Good Citizens was written against the backdrop of that risible survey, the trauma it caused Savage’s community, and the aftermath: that even when you might have got the result a large majority of the population wanted, amid the celebrations and self-congratulations, the scars of being asked to justify and defend your own identity and humanity remain.
That trauma though has produced her most focused, cohesive record. Gone is any vestige of the faint Americana leanings of her earlier albums. The nine songs here are all brawling rock’n’roll and crushing ballads. It’s got more in common with Nick Cave and the Dirty Three, in Savage’s vocals and Kat Mear’s sawing violin, than Wilco – much less the Band.
But while the basic reference points are clear, Savage has never sounded more self-assured – or more Australian. Her voice is magnificent throughout, whether she’s gently chiding her country on Better Than That (“There’s a lot of people thinking I’m up for discussion”, she notes) or tearing through the tearaway pub-punk rock of Pack Animals.

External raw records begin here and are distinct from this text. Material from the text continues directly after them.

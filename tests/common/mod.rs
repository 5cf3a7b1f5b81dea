//! In-memory broker for driving the backend without a network.
#![allow(dead_code)]

use core::cell::RefCell;
use core::sync::atomic::{AtomicUsize, Ordering};

use embassy_futures::yield_now;
use embassy_sync::blocking_mutex::raw::CriticalSectionRawMutex;
use embassy_sync::channel::Channel;
use embassy_time::{Duration, with_timeout};
use tracker_cloud::backend::BackendEvent;
use tracker_cloud::config::BrokerConfig;
use tracker_cloud::transport::{Connector, MqttTransport};

pub const CONNACK_OK: &[u8] = &[0x20, 0x02, 0x00, 0x00];
pub const PINGREQ: &[u8] = &[0xC0, 0x00];
pub const PINGRESP: &[u8] = &[0xD0, 0x00];
pub const DISCONNECT: &[u8] = &[0xE0, 0x00];

const STEP_TIMEOUT: Duration = Duration::from_secs(5);

/// What the broker does next on the device's socket.
#[derive(Debug)]
pub enum Inbound {
    Data(Vec<u8>),
    /// Orderly hangup.
    Close,
    /// Socket error.
    Fault,
}

#[derive(Debug, Clone, Copy, PartialEq, Eq)]
pub struct MockError;

pub struct MockBroker {
    to_device: Channel<CriticalSectionRawMutex, Inbound, 16>,
    from_device: Channel<CriticalSectionRawMutex, Vec<u8>, 16>,
    pub connects: AtomicUsize,
    pub aborts: AtomicUsize,
}

impl MockBroker {
    pub fn new() -> Self {
        Self {
            to_device: Channel::new(),
            from_device: Channel::new(),
            connects: AtomicUsize::new(0),
            aborts: AtomicUsize::new(0),
        }
    }

    pub fn push(&self, inbound: Inbound) {
        self.to_device.try_send(inbound).unwrap();
    }

    pub fn send(&self, bytes: &[u8]) {
        self.push(Inbound::Data(bytes.to_vec()));
    }

    /// Next packet written by the device.
    pub async fn next_sent(&self) -> Vec<u8> {
        with_timeout(STEP_TIMEOUT, self.from_device.receive())
            .await
            .expect("device sent nothing")
    }

    pub fn nothing_sent(&self) -> bool {
        self.from_device.is_empty()
    }

    /// Performs the CONNECT/CONNACK exchange.
    pub async fn accept(&self) {
        let connect = self.next_sent().await;
        assert_eq!(connect[0], 0x10, "expected CONNECT, got {connect:02x?}");
        self.send(CONNACK_OK);
    }

    pub fn connector(&self) -> MockConnector<'_> {
        MockConnector {
            broker: self,
            failures: 0,
        }
    }
}

pub struct MockConnector<'b> {
    broker: &'b MockBroker,
    /// Connection attempts left to fail.
    pub failures: usize,
}

impl<'b> Connector for MockConnector<'b> {
    type Transport<'c>
        = MockTransport<'b>
    where
        Self: 'c;

    type Error = MockError;

    async fn connect<'c>(
        &'c mut self,
        _broker: &BrokerConfig<'_>,
    ) -> Result<MockTransport<'b>, MockError> {
        self.broker.connects.fetch_add(1, Ordering::SeqCst);
        if self.failures > 0 {
            self.failures -= 1;
            return Err(MockError);
        }
        Ok(MockTransport {
            broker: self.broker,
            pending: Vec::new(),
        })
    }
}

pub struct MockTransport<'b> {
    broker: &'b MockBroker,
    pending: Vec<u8>,
}

impl MqttTransport for MockTransport<'_> {
    type Error = MockError;

    async fn send(&mut self, buf: &[u8]) -> Result<(), MockError> {
        self.broker.from_device.try_send(buf.to_vec()).map_err(|_| MockError)
    }

    async fn recv(&mut self, buf: &mut [u8]) -> Result<usize, MockError> {
        if self.pending.is_empty() {
            match self.broker.to_device.receive().await {
                Inbound::Data(data) => self.pending = data,
                Inbound::Close => return Ok(0),
                Inbound::Fault => return Err(MockError),
            }
        }
        let n = buf.len().min(self.pending.len());
        buf[..n].copy_from_slice(&self.pending[..n]);
        self.pending.drain(..n);
        Ok(n)
    }

    fn abort(&mut self) {
        self.broker.aborts.fetch_add(1, Ordering::SeqCst);
    }
}

/// Owned copy of a backend event.
#[derive(Debug, Clone, PartialEq, Eq)]
pub enum Seen {
    Connecting,
    Connected,
    Ready,
    Disconnected,
    Data { topic: String, payload: Vec<u8> },
}

impl From<BackendEvent<'_>> for Seen {
    fn from(event: BackendEvent<'_>) -> Self {
        match event {
            BackendEvent::Connecting => Seen::Connecting,
            BackendEvent::Connected => Seen::Connected,
            BackendEvent::Ready => Seen::Ready,
            BackendEvent::Disconnected => Seen::Disconnected,
            BackendEvent::DataReceived { topic, payload } => Seen::Data {
                topic: topic.to_string(),
                payload: payload.to_vec(),
            },
        }
    }
}

/// Records events in arrival order.
pub struct EventLog<T>(RefCell<Vec<T>>);

impl<T: Clone + PartialEq + core::fmt::Debug> EventLog<T> {
    pub fn new() -> Self {
        Self(RefCell::new(Vec::new()))
    }

    pub fn record(&self, event: T) {
        self.0.borrow_mut().push(event);
    }

    pub fn events(&self) -> Vec<T> {
        self.0.borrow().clone()
    }

    /// Waits until `event` has been recorded.
    pub async fn wait_for(&self, event: &T) {
        let seen = async {
            while !self.0.borrow().contains(event) {
                yield_now().await;
            }
        };
        with_timeout(STEP_TIMEOUT, seen)
            .await
            .unwrap_or_else(|_| panic!("{event:?} never happened, saw {:?}", self.events()));
    }
}

impl EventLog<Seen> {
    pub fn backend_handler(&self) -> impl FnMut(BackendEvent<'_>) + '_ {
        move |event: BackendEvent<'_>| self.record(event.into())
    }
}

/// Topic of a PUBLISH sent by the device.
pub fn publish_topic(frame: &[u8]) -> String {
    assert_eq!(frame[0] & 0xF0, 0x30, "expected PUBLISH, got {frame:02x?}");
    let len = u16::from_be_bytes([frame[2], frame[3]]) as usize;
    String::from_utf8(frame[4..4 + len].to_vec()).unwrap()
}

/// Builds an inbound PUBLISH frame.
pub fn publish_frame(topic: &str, payload: &[u8], qos1_id: Option<u16>) -> Vec<u8> {
    let mut body = Vec::new();
    body.extend_from_slice(&(topic.len() as u16).to_be_bytes());
    body.extend_from_slice(topic.as_bytes());
    if let Some(id) = qos1_id {
        body.extend_from_slice(&id.to_be_bytes());
    }
    body.extend_from_slice(payload);

    let mut frame = vec![if qos1_id.is_some() { 0x32 } else { 0x30 }];
    let mut len = body.len();
    loop {
        let mut byte = (len % 128) as u8;
        len /= 128;
        if len > 0 {
            byte |= 0x80;
        }
        frame.push(byte);
        if len == 0 {
            break;
        }
    }
    frame.extend_from_slice(&body);
    frame
}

It’s a voice that’s got more in common with Tex Perkins and Jeffrey Lee Pierce than Jen Cloher or Courtney Barnett – a deep, feral growl that can rise to the occasion when the moment demands – and her unpredictability helps invest the taut arrangements of the Last Drinks, one of the most powerful bands in the country, with coiled-spring tension.
That tension and power is nowhere more evident than Good Citizens’ opening track, Human, I Am, which hurtles out of the gates at a speed the rest of the album doesn’t try to match and redoubles in force with each verse. “Sometimes it’s hard to be when everyone’s talking at you, about you,” Savage declares. “I am human /Not your human.”
There’s a huge amount of hurt shot through this record. Savage asks whether she’s being oversensitive in Pack Animals, right after telling us she’s done with trying to express herself in a way that won’t cause offence in Better Than That. It finds solace in love, and Savage shows her capacity for great vocal tenderness in February, the most moving song here.
But it also kicks back in fury. On the graceful, swaying title track, Savage takes aim at, perhaps, a Sydney tabloid newspaper, which after the marriage equality vote was carried pictured Al Bundy (the fictional male archetype of the American sitcom Married With Children) on its front page: “Ain’t it funny how they joke about their wives as if they hate them?” she sneers.
Savage has been moving towards this record for a while. Her last two albums, The Hypnotiser (2013) and One of Us (2016), were both compelling, with soaring high points. Good Citizens is more evenly measured, her band even tighter, and it’s her best set of songs to date. You won’t hear much that’s better than this in 2018.